* [Task prompt] From the first record below to the last, retype each one exactly.

* [Material shown]
#####
use std::collections::HashMap;
use std::path::Path;

use tracing::debug;

use flowdesk_core::catalogue::{ScheduleGroup, Template};
use flowdesk_core::error::Result;
use flowdesk_core::traits::{ScheduleCatalogue, TemplateCatalogue};

/// Schedule groups and message templates, loaded once.
#[derive(Debug, Clone, Default)]
pub struct MemoryCatalogue {
    schedules: HashMap<String, ScheduleGroup>,
    templates: HashMap<String, Template>,
}

impl MemoryCatalogue {
    pub fn new() -> Self {
        Self::default()
    }

    pub fn add_schedule(&mut self, group: ScheduleGroup) {
        self.schedules.insert(group.id.clone(), group);
    }

    /// Templates are validated on the way in.
    pub fn add_template(&mut self, template: Template) -> Result<()> {
        template.validate()?;
        self.templates.insert(template.id.clone(), template);
        Ok(())
    }

    /// Load a JSON array of schedule groups.
    pub fn load_schedules(&mut self, path: &Path) -> Result<usize> {
        let content = std::fs::read_to_string(path)?;
        let groups: Vec<ScheduleGroup> = serde_json::from_str(&content)?;
        let count = groups.len();
        for group in groups {
            self.add_schedule(group);
        }
        debug!(path = %path.display(), count, "Schedules loaded");
        Ok(count)
    }

    /// Load a JSON array of templates.
    pub fn load_templates(&mut self, path: &Path) -> Result<usize> {
        let content = std::fs::read_to_string(path)?;
        let templates: Vec<Template> = serde_json::from_str(&content)?;
        let count = templates.len();
        for template in templates {
            self.add_template(template)?;
        }
        debug!(path = %path.display(), count, "Templates loaded");
        Ok(count)
    }

    pub fn schedule_count(&self) -> usize {
        self.schedules.len()
    }

    pub fn template_count(&self) -> usize {
        self.templates.len()
    }
}

impl ScheduleCatalogue for MemoryCatalogue {
    fn get(&self, id: &str) -> Option<ScheduleGroup> {
        self.schedules.get(id).cloned()
    }
}

impl TemplateCatalogue for MemoryCatalogue {
    fn get(&self, id: &str) -> Option<Template> {
        self.templates.get(id).cloned()
    }
}

#[cfg(test)]
mod tests {
    use super::*;
    use flowdesk_core::FlowdeskError;
    use std::io::Write;

    fn write_json(json: &str) -> tempfile::NamedTempFile {
        let mut file = tempfile::NamedTempFile::new().unwrap();
        file.write_all(json.as_bytes()).unwrap();
        file
    }

    #[test]
    fn test_load_schedules() {
        let file = write_json(
            r#"[{"id":"1","name":"Comercial","rules":{
                "Segunda":{"active":true,"start":"08:00","end":"18:00"},
                "Domingo":{"active":false,"start":"00:00","end":"00:00"}}}]"#,
        );
        let mut catalogue = MemoryCatalogue::new();
        assert_eq!(catalogue.load_schedules(file.path()).unwrap(), 1);
        let group = ScheduleCatalogue::get(&catalogue, "1").unwrap();
        assert_eq!(group.rules.len(), 2);
        assert!(ScheduleCatalogue::get(&catalogue, "2").is_none());
    }

    #[test]
    fn test_invalid_template_rejected() {
        let file = write_json(
            r#"[{"id":"t","name":"Menu","text":"Escolha","buttons":[
                {"id":"1","label":"a"},{"id":"2","label":"b"},
                {"id":"3","label":"c"},{"id":"4","label":"d"}]}]"#,
        );
        let mut catalogue = MemoryCatalogue::new();
        let err = catalogue.load_templates(file.path()).unwrap_err();
        assert!(matches!(err, FlowdeskError::Catalogue(_)));
        assert_eq!(catalogue.template_count(), 0);
    }
}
#####
* [Response area]
use std::collections::HashMap;
use std::path::Path;

use tracing::debug;

use flowdesk_core::catalogue::{ScheduleGroup, Template};
use flowdesk_core::error::Result;
use flowdesk_core::traits::{ScheduleCatalogue, TemplateCatalogue};

/// Schedule groups and message templates, loaded once.
#[derive(Debug, Clone, Default)]
pub struct MemoryCatalogue {
    schedules: HashMap<String, ScheduleGroup>,
    templates: HashMap<String, Template>,
}

impl MemoryCatalogue {
    pub fn new() -> Self {
        Self::default()
    }

    pub fn add_schedule(&mut self, group: ScheduleGroup) {
        self.schedules.insert(group.id.clone(), group);
    }

    /// Templates are validated on the way in.
    pub fn add_template(&mut self, template: Template) -> Result<()> {
        template.validate()?;
        self.templates.insert(template.id.clone(), template);
        Ok(())
    }

    /// Load a JSON array of schedule groups.
    pub fn load_schedules(&mut self, path: &Path) -> Result<usize> {
        let content = std::fs::read_to_string(path)?;
        let groups: Vec<ScheduleGroup> = serde_json::from_str(&content)?;
        let count = groups.len();
        for group in groups {
            self.add_schedule(group);
        }
        debug!(path = %path.display(), count, "Schedules loaded");
        Ok(count)
    }

    /// Load a JSON array of templates.
    pub fn load_templates(&mut self, path: &Path) -> Result<usize> {
        let content = std::fs::read_to_string(path)?;
        let templates: Vec<Template> = serde_json::from_str(&content)?;
        let count = templates.len();
        for template in templates {
            self.add_template(template)?;
        }
        debug!(path = %path.display(), count, "Templates loaded");
        Ok(count)
    }

    pub fn schedule_count(&self) -> usize {
        self.schedules.len()
    }

    pub fn template_count(&self) -> usize {
        self.templates.len()
    }
}

impl ScheduleCatalogue for MemoryCatalogue {
    fn get(&self, id: &str) -> Option<ScheduleGroup> {
        self.schedules.get(id).cloned()
    }
}

impl TemplateCatalogue for MemoryCatalogue {
    fn get(&self, id: &str) -> Option<Template> {
        self.templates.get(id).cloned()
    }
}

#[cfg(test)]
mod tests {
    use super::*;
    use flowdesk_core::FlowdeskError;
    use std::io::Write;

    fn write_json(json: &str) -> tempfile::NamedTempFile {
        let mut file = tempfile::NamedTempFile::new().unwrap();
        file.write_all(json.as_bytes()).unwrap();
        file
    }

    #[test]
    fn test_load_schedules() {
        let file = write_json(
            r#"[{"id":"1","name":"Comercial","rules":{
                "Segunda":{"active":true,"start":"08:00","end":"18:00"},
                "Domingo":{"active":false,"start":"00:00","end":"00:00"}}}]"#,
        );
        let mut catalogue = MemoryCatalogue::new();
        assert_eq!(catalogue.load_schedules(file.path()).unwrap(), 1);
        let group = ScheduleCatalogue::get(&catalogue, "1").unwrap();
        assert_eq!(group.rules.len(), 2);
        assert!(ScheduleCatalogue::get(&catalogue, "2").is_none());
    }

    #[test]
    fn test_invalid_template_rejected() {
        let file = write_json(
            r#"[{"id":"t","name":"Menu","text":"Escolha","buttons":[
                {"id":"1","label":"a"},{"id":"2","label":"b"},
                {"id":"3","label":"c"},{"id":"4","label":"d"}]}]"#,
        );
        let mut catalogue = MemoryCatalogue::new();
        let err = catalogue.load_templates(file.path()).unwrap_err();
        assert!(matches!(err, FlowdeskError::Catalogue(_)));
        assert_eq!(catalogue.template_count(), 0);
    }
}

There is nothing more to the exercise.